In hoger beroep heeft appellante, onder verwijzing naar wat zij in bezwaar en beroep naar voren heeft gebracht, herhaald dat het Uwv haar lichamelijke en psychische klachten heeft onderschat. Zij heeft betoogd dat wel degelijk sprake is van een situatie waarin de behandelend sector een beredeneerd afwijkend standpunt heeft over haar beperkingen. Daartoe heeft appellante gesteld dat uit niets blijkt dat de verzekeringsartsen van het Uwv hebben meegewogen dat appellante MS heeft.
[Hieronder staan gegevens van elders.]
// Allow unusual byte groupings for UUIDs which have standard format
#![allow(clippy::unusual_byte_groupings)]

//! # heartlink-ble
//!
//! A cross-platform Rust library for discovering Bluetooth Low Energy
//! fitness sensors, keeping a resilient connection to them, and decoding
//! heart-rate telemetry.
//!
//! ## Features
//!
//! - **Device Discovery**: Fixed-window scans filtered to supported
//!   services, deduplicated by device identifier
//! - **Resilient Connections**: Periodic health checks reconnect dropped
//!   devices and re-run your post-connect actions in order
//! - **Characteristic Monitoring**: Resolve services and characteristics
//!   by short or full UUID and stream their notifications
//! - **Heart Rate Decoding**: 8-bit and 16-bit Heart Rate Measurement values
//!
//! ## Quick Start
//!
//! ```rust,no_run
//! use heartlink_ble::{DeviceManager, MonitorConfiguration, Result};
//! use std::time::Duration;
//!
//! #[tokio::main]
//! async fn main() -> Result<()> {
//!     let manager = DeviceManager::new().await?;
//!     manager.wait_for_powered_on(Duration::from_secs(10)).await?;
//!
//!     let devices = manager.scan(Duration::from_secs(5)).await;
//!     let Some(device) = devices.first() else {
//!         return Ok(());
//!     };
//!
//!     let heart_rate = MonitorConfiguration::heart_rate(|measurement| {
//!         if let Ok(measurement) = measurement {
//!             println!("Heart rate: {} bpm", measurement.value);
//!         }
//!     });
//!
//!     let handle = manager
//!         .connect_and_monitor(device, vec![heart_rate], None, None)
//!         .await?;
//!
//!     tokio::time::sleep(Duration::from_secs(30)).await;
//!     handle.disconnect().await?;
//!     Ok(())
//! }
//! ```
//!
//! ## Platform Notes
//!
//! ### macOS
//! Requires Bluetooth permission. Add `NSBluetoothAlwaysUsageDescription`
//! to your Info.plist for bundled apps.
//!
//! ### Linux
//! Requires BlueZ. User may need to be in the `bluetooth` group.
//!
//! ### Windows
//! Requires Windows 10 or later with Bluetooth LE support.
//!
//! ## Feature Flags
//!
//! - `serde`: Enable serialization/deserialization for data and config types

// Public modules
pub mod ble;
pub mod config;
pub mod data;
pub mod device_manager;
pub mod error;
pub mod protocol;
pub mod subscription;

// Re-exports for convenience
pub use device_manager::{DeviceManager, MonitorHandle};
pub use error::{Error, Result};
pub use subscription::Subscription;

// Re-export commonly used types from submodules
pub use ble::adapter::{PowerState, RadioAdapter, RadioDevice};
pub use ble::characteristics::{CharacteristicMonitor, MonitorConfiguration};
pub use ble::connection::{ConnectionEvent, ConnectionManager, ConnectionState, DeviceObserver};
pub use ble::scanner::DeviceScanner;
pub use config::{Config, ConnectionConfig, ScanConfig};
pub use data::DeviceRecord;
pub use protocol::{decode, HeartRateMeasurement, ValueFormat};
Dat de klachten van appellante aspecifiek zijn, klopt volgens haar met het ziektebeeld van MS. Appellante heeft verder aangevoerd dat zij wel degelijk krukken nodig heeft en dat zij geen bolgreep met haar hand kan maken als daarbij iets van gewicht moet worden getild en/of een draaiende beweging moet worden gemaakt.
3.2.
Het Uwv heeft bevestiging van de aangevallen uitspraak bepleit, onder verwijzing naar een rapport van 7 januari 2016 van een verzekeringsarts bezwaar en beroep.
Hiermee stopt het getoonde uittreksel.